Compared with other coastal areas of the Italian SINs [3,19,73,74,75], the peculiar characteristics of the Mar Piccolo basin make the environmental situation of Bay I more complex and its natural recovery very far from being achieved. Comparable features could be found in the lagoonal SIN, such as the SIN “Venezia-Porto Marghera”, which is a semi-enclosed coastal basin located in northeastern Italy; nevertheless, in this case, deeper canals isolate the different zones and act as a boundary inhibiting the transport of pollutants [5]. In other coastal Italian SINs, physical parameters such as wave motion, sea currents, and deeper water may promote favorable hydrodynamic processes that support the self-purification and recovery processes. This is the case of the Italian SIN “Falconara Marittima”, where the most recent analyses have suggested a natural recovery of the marine area over two decades of restrictions on human activities [75].

Several international case studies have analyzed the environmental conditions of marine sediments both in lagoonal areas [11,12] and in semi-enclosed marine basins [76]. In all these cases, the wave motion, the sea currents, and the ocean tides play a fundamental role in self-purification and marine recovery processes.

6. Conclusions

In this study, new insights on the distribution of trace metals in Bay I of the Mar Piccolo basin are provided by analyzing chemical and geophysical data acquired with the aim of selecting the most adequate remediation activities. In detail, superficial and sub-surficial marine sediments from 19 cores have been analyzed. Samples were representative of three sediment layers (Level_01 from the seabed to 0.5 m; Level_2 from 0.5 to 1 m; and Level_3 from 1.5 to 3 m). Furthermore, in order to define the thickness of the most recent sediment unit, sub-bottom profile data have been interpreted. The results allowed us to identify the most compromised cores in terms of trace metal contamination and explain their distribution. Thus, the cores located south-east of the old city of Taranto and those located in the “Area 170 ha present levels of Hg, Cd, As, Sn, Pb, Cu, Cr, Ni, and Zn higher than the site-specific limits. In addition, cores C06 and C03, located in the “Area 170 ha”, result in being the only cores with Hg concentrations exceeding the highest CSC limit values, and then there is an ecological risk in the Mar Piccolo basin, especially related to Hg.
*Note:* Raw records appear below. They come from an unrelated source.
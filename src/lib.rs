//! Weekly bus-driver roster optimization.
//!
//! Assigns drivers and vehicles to trips across a 7-day week so that enough
//! vehicles are on the road at every moment of the service day while
//! respecting driver working rules. Each weekday is optimized independently
//! by a genetic algorithm over candidate day schedules.
//!
//! # Modules
//!
//! - **`models`**: Domain types: `Weekday`, `DayHorizon`, `DriverId`,
//!   `DriverRotation`, `Trip`, `DaySchedule`, `DayRoster`, `WeeklyResult`
//! - **`config`**: Problem sizes, shift rules, penalty weights, GA parameters
//! - **`ga`**: Initial population builder, fitness evaluator, genetic
//!   operators and the generational search loop
//! - **`scheduler`**: Weekly orchestration and roster KPIs
//! - **`validation`**: Configuration checks run before any search
//!
//! # Example
//!
//! ```
//! use u_roster::config::{FleetProblem, GaConfig, ShiftRules};
//! use u_roster::models::Weekday;
//! use u_roster::scheduler::WeeklyScheduler;
//!
//! let scheduler = WeeklyScheduler::new(
//!     FleetProblem::new(5, 3, 4),
//!     ShiftRules::default(),
//!     GaConfig::default().with_population_size(6).with_generations(2).with_seed(1),
//! )
//! .unwrap();
//!
//! let week = scheduler.run();
//! let monday = week.day(Weekday::Monday).unwrap();
//! assert_eq!(monday.drivers, monday.schedule.drivers());
//! ```
//!
//! # References
//!
//! - Goldberg (1989), "Genetic Algorithms in Search, Optimization, and
//!   Machine Learning"
//! - Ernst et al. (2004), "Staff scheduling and rostering: A review of
//!   applications, methods and models"

pub mod config;
pub mod error;
pub mod ga;
pub mod models;
pub mod scheduler;
pub mod validation;

pub use error::RosterError;
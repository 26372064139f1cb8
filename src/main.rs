use std::collections::BTreeSet;
use std::time::Duration;

use clap::Parser;
use rand::rngs::SmallRng;
use rand::{Rng, SeedableRng};
use serde::Serialize;
use tracing::{info, Level};

use u_roster::config::{FleetProblem, GaConfig, ShiftRules};
use u_roster::models::{DayRoster, DriverId, TripRow, Weekday};
use u_roster::scheduler::{RosterKpi, WeeklyScheduler};
use u_roster::RosterError;

#[derive(Parser)]
#[clap(author, version, about = "Optimize a weekly bus-driver roster", long_about = None)]
struct Cli {
    /// Number of vehicles
    #[arg(long, default_value_t = 10)]
    fleet_size: u32,

    /// Number of Regular drivers (weekdays only, fixed shift)
    #[arg(long, default_value_t = 5)]
    regular_drivers: u32,

    /// Number of Flexible drivers (rotating days off)
    #[arg(long, default_value_t = 7)]
    flexible_drivers: u32,

    #[arg(long, default_value_t = 50)]
    population_size: usize,

    #[arg(long, default_value_t = 100)]
    generations: usize,

    #[arg(long, default_value_t = 0.1)]
    mutation_rate: f64,

    #[arg(long, default_value_t = 0.5)]
    crossover_rate: f64,

    /// Seed for a reproducible run
    #[arg(long)]
    seed: Option<u64>,

    /// Optimize weekdays one after another instead of concurrently
    #[arg(long)]
    sequential: bool,

    /// Wall-clock cap per day search, in seconds
    #[arg(long)]
    time_limit_secs: Option<u64>,

    /// Optimize a single weekday (0 = Monday .. 6 = Sunday)
    #[arg(long)]
    day: Option<usize>,

    #[arg(short, long)]
    debug: bool,
}

#[derive(Serialize)]
struct DayReport {
    weekday: Weekday,
    fitness: i64,
    drivers: BTreeSet<DriverId>,
    trips: Vec<TripRow>,
    kpi: RosterKpi,
}

impl DayReport {
    fn new(scheduler: &WeeklyScheduler, roster: DayRoster) -> Self {
        let kpi = scheduler.kpi(&roster);
        info!(
            day = %roster.weekday,
            fitness = roster.fitness,
            trips = kpi.trip_count,
            vehicles = kpi.vehicles_used,
            uncovered_ticks = kpi.uncovered_ticks,
            "roster"
        );
        Self {
            weekday: roster.weekday,
            fitness: roster.fitness,
            trips: roster.schedule.rows(),
            drivers: roster.drivers,
            kpi,
        }
    }
}

fn main() -> Result<(), anyhow::Error> {
    let cli = Cli::parse();
    tracing_subscriber::fmt()
        .with_max_level(if cli.debug { Level::DEBUG } else { Level::INFO })
        .with_writer(std::io::stderr)
        .init();

    let mut config = GaConfig::default()
        .with_population_size(cli.population_size)
        .with_generations(cli.generations)
        .with_mutation_rate(cli.mutation_rate)
        .with_crossover_rate(cli.crossover_rate)
        .with_parallel(!cli.sequential);
    if let Some(seed) = cli.seed {
        config = config.with_seed(seed);
    }
    if let Some(secs) = cli.time_limit_secs {
        config = config.with_time_limit(Duration::from_secs(secs));
    }

    let problem = FleetProblem::new(cli.fleet_size, cli.regular_drivers, cli.flexible_drivers);
    let scheduler = WeeklyScheduler::new(problem, ShiftRules::default(), config)?;

    let reports: Vec<DayReport> = match cli.day {
        Some(index) => {
            let weekday = Weekday::from_index(index).ok_or(RosterError::InvalidWeekday(index))?;
            let seed = cli.seed.unwrap_or_else(|| rand::rng().random());
            let mut rng = SmallRng::seed_from_u64(seed);
            let roster = scheduler.optimize_day(weekday, &mut rng);
            vec![DayReport::new(&scheduler, roster)]
        }
        None => scheduler
            .run()
            .days
            .into_iter()
            .map(|roster| DayReport::new(&scheduler, roster))
            .collect(),
    };

    println!("{}", serde_json::to_string_pretty(&reports)?);
    Ok(())
}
The results of our study highlight the relevant role played by the multidisciplinary analysis of the high-resolution geophysical data coupled with the sedimentological interpretation of the core samples in the characterization of the submerged sedimentary architectures. This study is also preparatory to the description of potential environmental risk scenarios related to the resuspension and spread of contaminants, whose modeling is currently under investigation. The easily readable maps proposed can sensitize local authorities and communities with respect to potential threats derived from marine sediment pollution, and these results represent the scientific basis for identifying the most appropriate remediation strategies necessary to define management actions aimed at promoting the recovery and sustainable use of the analyzed coastal area.